Sunday, July 13, 2014

"Shell Shocked"


A couple of months ago, I came across "Shell Shocked", a new documentary about African-American youth who are growing up -- and dying young -- in New Orleans. I checked out the trailer, ordered my copy immediately, and then sat on it for months while I was screwing up the courage to watch it.

I could tell by the trailer it had been well done. And I already knew what to expect since I live 45 miles from New Orleans and have taught literally hundreds of students who commute from there on a daily basis. I spend a good bit of time every semester, in fact, working my butt off to help shell shocked Black youth hang in there another day while they're trying to overcome the effects of their experiences, which are sometimes on-going.

Young men come into my office on a regular basis, shut the door, and weep as they wrestle with their pain and their feelings of helplessness, hopelessness, and even terror that, despite their determination and their dreams, they won't live to graduate. Some, as they approach graduation, stress about younger brothers and sisters or come in to grieve the loss of yet another family member or friend.

So it wasn't that I didn't want to know what the film was going to show me. It was that I've been in a somewhat dark place myself of late and I wasn't sure I could handle more darkness. I shouldn't have worried. It is powerful, indeed, and painful to watch, but Executive Producer/Director/Co-Writer John Richie's vision has been beautifully executed with the help of the rest of his highly professional team not only to illuminate the darkness, but to demonstrate that there are those in New Orleans who refuse to give up. By the end of the documentary, it is inspiring to see how their courage and what can only be called love parlays into a hope that shines unmistakably out of the faces of the youth to whom they reach out.

Coming out only last year, the film has already won seven awards, including one from the International Social Change Film Festival in Chicago, a city that has had plenty of problems of its own with early deaths and violence among Black children. And -- at 54 minutes -- it's a perfect length for showing in a classroom or using to train teachers and other professionals about the root causes of the problems that seem so overwhelming.
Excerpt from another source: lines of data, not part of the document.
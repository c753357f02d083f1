//! Error types for panel file loading

use thiserror::Error;

/// Errors that stop a panel from being compiled at all.
///
/// Problems inside the file never surface here; they are reported as
/// [`Diagnostic`](crate::diagnostics::Diagnostic)s and the compile carries on.
#[derive(Error, Debug)]
pub enum PanelError {
    /// Reading a file failed
    #[error("I/O error reading '{path}': {message}")]
    IoError { path: String, message: String },

    /// The panel file does not exist
    #[error("Panel file not found: '{0}'")]
    NotFound(String),

    /// Neither `panel2.cfg` nor `panel.cfg` exists
    #[error("No panel configuration found in '{0}'")]
    NoPanelFile(String),

    /// The file name is neither `panel2.cfg` nor `panel.cfg`
    #[error("Unrecognised panel file name: '{0}'")]
    UnknownFormat(String),

    /// The options file could not be parsed
    #[error("Invalid compile options in '{path}': {message}")]
    InvalidOptions { path: String, message: String },
}
//! Real file system access.

use std::path::{Path, PathBuf};

use super::FileLocator;

/// [`FileLocator`] backed by the local disk.
#[derive(Debug, Clone, Default)]
pub struct DiskFiles {
    compatibility_folder: PathBuf,
}

impl DiskFiles {
    /// Disk locator falling back to `compatibility_folder` for stock images.
    pub fn new(compatibility_folder: impl Into<PathBuf>) -> Self {
        Self {
            compatibility_folder: compatibility_folder.into(),
        }
    }
}

impl FileLocator for DiskFiles {
    fn file_exists(&self, path: &Path) -> bool {
        path.is_file()
    }

    fn combine_path(&self, base: &Path, relative: &Path) -> PathBuf {
        let relative = normalize_separators(relative);
        if relative.is_absolute() {
            return relative;
        }
        let direct = base.join(&relative);
        if direct.exists() {
            return direct;
        }
        // Panel files written on Windows rarely match file name case
        find_case_insensitive(base, &relative).unwrap_or(direct)
    }

    fn compatibility_file(&self, name: &str) -> PathBuf {
        self.compatibility_folder.join(name)
    }
}

/// Rebuild a reference written with `/` or `\` separators for this platform.
fn normalize_separators(relative: &Path) -> PathBuf {
    let text = relative.to_string_lossy();
    if !text.contains('\\') {
        return relative.to_path_buf();
    }
    let mut path = PathBuf::new();
    if text.starts_with(['/', '\\']) {
        path.push(std::path::MAIN_SEPARATOR_STR);
    }
    path.extend(text.split(['/', '\\']).filter(|part| !part.is_empty() && *part != "."));
    path
}

fn find_case_insensitive(base: &Path, relative: &Path) -> Option<PathBuf> {
    let mut current = base.to_path_buf();
    for component in relative.components() {
        let wanted = component.as_os_str().to_string_lossy().to_lowercase();
        let entry = std::fs::read_dir(&current).ok()?.flatten().find(|e| {
            e.file_name().to_string_lossy().to_lowercase() == wanted
        })?;
        current = entry.path();
    }
    Some(current)
}
//! Collaborator interfaces used while compiling a panel.
//!
//! The compiler never loads images, stores meshes or prints anything itself; it
//! talks to the outside world only through these traits. Stock implementations
//! cover the common desktop case and the command line front end.

mod disk;
mod sinks;
mod textures;

pub use disk::DiskFiles;
pub use sinks::{CancelFlag, CarSections, DiagnosticLog};
pub use textures::{ImageHeaderTextures, RegisteredTexture};

use serde::{Deserialize, Serialize};
use std::path::{Path, PathBuf};

use crate::cfg::Color24;
use crate::diagnostics::Diagnostic;
use crate::element::{ElementState, PanelElement};

/// Opaque handle to a registered texture.
#[derive(Debug, Clone, Copy, PartialEq, Eq, Hash, Serialize, Deserialize)]
pub struct TextureHandle(pub usize);

/// Texture wrapping along one axis.
#[derive(Debug, Clone, Copy, Default, PartialEq, Eq, Serialize, Deserialize)]
pub enum WrapMode {
    /// Sample the border texel outside 0..1
    #[default]
    ClampToEdge,
    /// Tile the texture
    Repeat,
}

/// Sub-rectangle of an image, in pixels.
#[derive(Debug, Clone, Copy, PartialEq, Eq, Serialize, Deserialize)]
pub struct ClipRegion {
    /// Left edge
    pub left: u32,
    /// Top edge
    pub top: u32,
    /// Width in pixels
    pub width: u32,
    /// Height in pixels
    pub height: u32,
}

/// How an image file becomes a texture.
#[derive(Debug, Clone, Default, PartialEq, Serialize, Deserialize)]
pub struct TextureParameters {
    /// Pixels of this color become transparent
    pub transparent_color: Option<Color24>,
    /// Part of the image to use, whole image when unset
    pub clip: Option<ClipRegion>,
    /// Horizontal wrapping
    pub wrap_u: WrapMode,
    /// Vertical wrapping
    pub wrap_v: WrapMode,
}

impl TextureParameters {
    /// Whole image with a color key.
    pub fn keyed(transparent_color: Color24) -> Self {
        Self {
            transparent_color: Some(transparent_color),
            ..Default::default()
        }
    }

    /// Restrict to a sub-rectangle.
    pub fn clipped(mut self, clip: ClipRegion) -> Self {
        self.clip = Some(clip);
        self
    }
}

/// Texture loading and caching.
pub trait TextureProvider {
    /// Register an image file; `None` if it cannot be used.
    fn register_texture(&mut self, path: &Path, params: &TextureParameters) -> Option<TextureHandle>;

    /// Pixel size of a registered texture (after clipping).
    fn texture_dimensions(&self, handle: TextureHandle) -> Option<(u32, u32)>;

    /// Pixel size of an image file without registering it.
    fn image_dimensions(&self, path: &Path) -> Option<(u32, u32)>;
}

/// File system access.
pub trait FileLocator {
    /// Whether a file exists at `path`.
    fn file_exists(&self, path: &Path) -> bool;

    /// Join a relative reference onto a base folder.
    fn combine_path(&self, base: &Path, relative: &Path) -> PathBuf;

    /// Location of a bundled compatibility image (legacy needles and hands).
    fn compatibility_file(&self, name: &str) -> PathBuf;
}

/// Receives built elements, per car.
pub trait ElementSink {
    /// Append a new element and return its index.
    fn append_element(&mut self, car: usize, element: PanelElement) -> usize;

    /// Append a state to an existing element.
    fn append_state(&mut self, car: usize, element: usize, state: ElementState);

    /// Index of the most recently appended element of a car.
    fn last_element(&self, car: usize) -> Option<usize>;
}

/// Receives diagnostics.
pub trait DiagnosticSink {
    /// Take one diagnostic.
    fn report(&mut self, diagnostic: Diagnostic);
}

/// Cooperative cancellation and progress.
pub trait LoadSignal {
    /// True once the compile should stop.
    fn is_cancelled(&self) -> bool;

    /// Give other work a chance to run.
    fn yield_now(&mut self) {}

    /// Called once per processed line.
    fn report_progress(&mut self, _line: usize, _total: usize) {}
}

/// All collaborators of one compile, borrowed for its duration.
pub struct LoadContext<'a> {
    /// Texture registry
    pub textures: &'a mut dyn TextureProvider,
    /// Resolves file references
    pub files: &'a dyn FileLocator,
    /// Receives the built elements
    pub sink: &'a mut dyn ElementSink,
    /// Receives diagnostics
    pub diagnostics: &'a mut dyn DiagnosticSink,
    /// Checked between sections for cancellation
    pub signal: &'a mut dyn LoadSignal,
}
Grinding poverty in many New Orleans neighborhoods results at least in part from rampant unemployment. And in 2011, the U.S. Department of Justice reported wild disparities in arrests and felony convictions for Blacks as compared to Whites, especially under the age of seventeen. So 99% of the youth held in the detention center in New Orleans are Black. Which, then, of course, seriously affects their being able to secure subsequent employment. One interviewee in the film described growing up on bologna sandwiches and ramen noodles every day all year long, while a ten-year-old can get into the drug-selling game (to bring home real groceries) for an investment of as little as $20 on any given night.

Still, it's dangerous in the street at night or even in the middle of the afternoon in poverty-stricken communities. And though you have to be 21 in Louisiana to buy a handgun, you can buy a "hunting rifle" at 18 and AK-47's (called "choppers" in the city) fall into that category. As one young girl related in the film, "Fists won't protect you because you can't punch a bullet." These automatic weapons are not only guaranteed to have the last word in any confrontation, but they, all too often, take out innocent by-standers, as well. So anyone -- even somebody who's just passing through or on their way home from work or a child playing on her family's porch -- can wind up dead in the blink of an eye, shattering as one interviewee put it, "two whole families."

And then broken-hearted family members of a victim buy memorial t-shirts and -- shell shocked -- speak of retribution until another child may pick up a gun and carry the nightmare one step further.

Needless to say, relations between the police and poor Black communities are strained, at best. The Department of Justice's report documents a rampant culture of excessive force, racial profiling, and unconstitutional harassment and arrests perpetrated by New Orleans law enforcement officers on Black men and boys in particular. One youth in the film spoke of police breaking up basketball games in progress to make everybody lie on the ground. "It makes you feel like a gangster even if you're not one," he comments. Another youth says straight into the camera, "It makes me feel like I'm not wanted in my own society."

But Richie's documentary doesn't stop there. It introduces Father Terry, whose church maintains a list of names to humanize the fallen. We hear from the staff at the Juvenile Justice Project of Louisiana, that holds regular summits for youth and their families and operates like a bulldozer with a mission in the courts. We meet Danny and Lisa Fitzpatrick, who opened the APEX Youth Center with seemingly none of the support we imagine necessary to start such am ambitious enterprise. We find out that the Youth Empowerment Project helps youth transition from detention to a better life than the one that put them there. We see what the folks at Liberty's Kitchen are up to and we get exposed to the parodies of rapper 2-Cent. And more.

Frankly, part of my compassion fatigue (or whatever they're calling it these days) is directly related to the fact that I sometimes feel as if I'm standing alone in the gates of hell. Watching "Shell Shocked" made me feel the flames for sure, but it's heartening to be reminded that there is great love out there. And love is the irresistible force that can overcome even the seemingly immovable object we imagine the mean streets to be.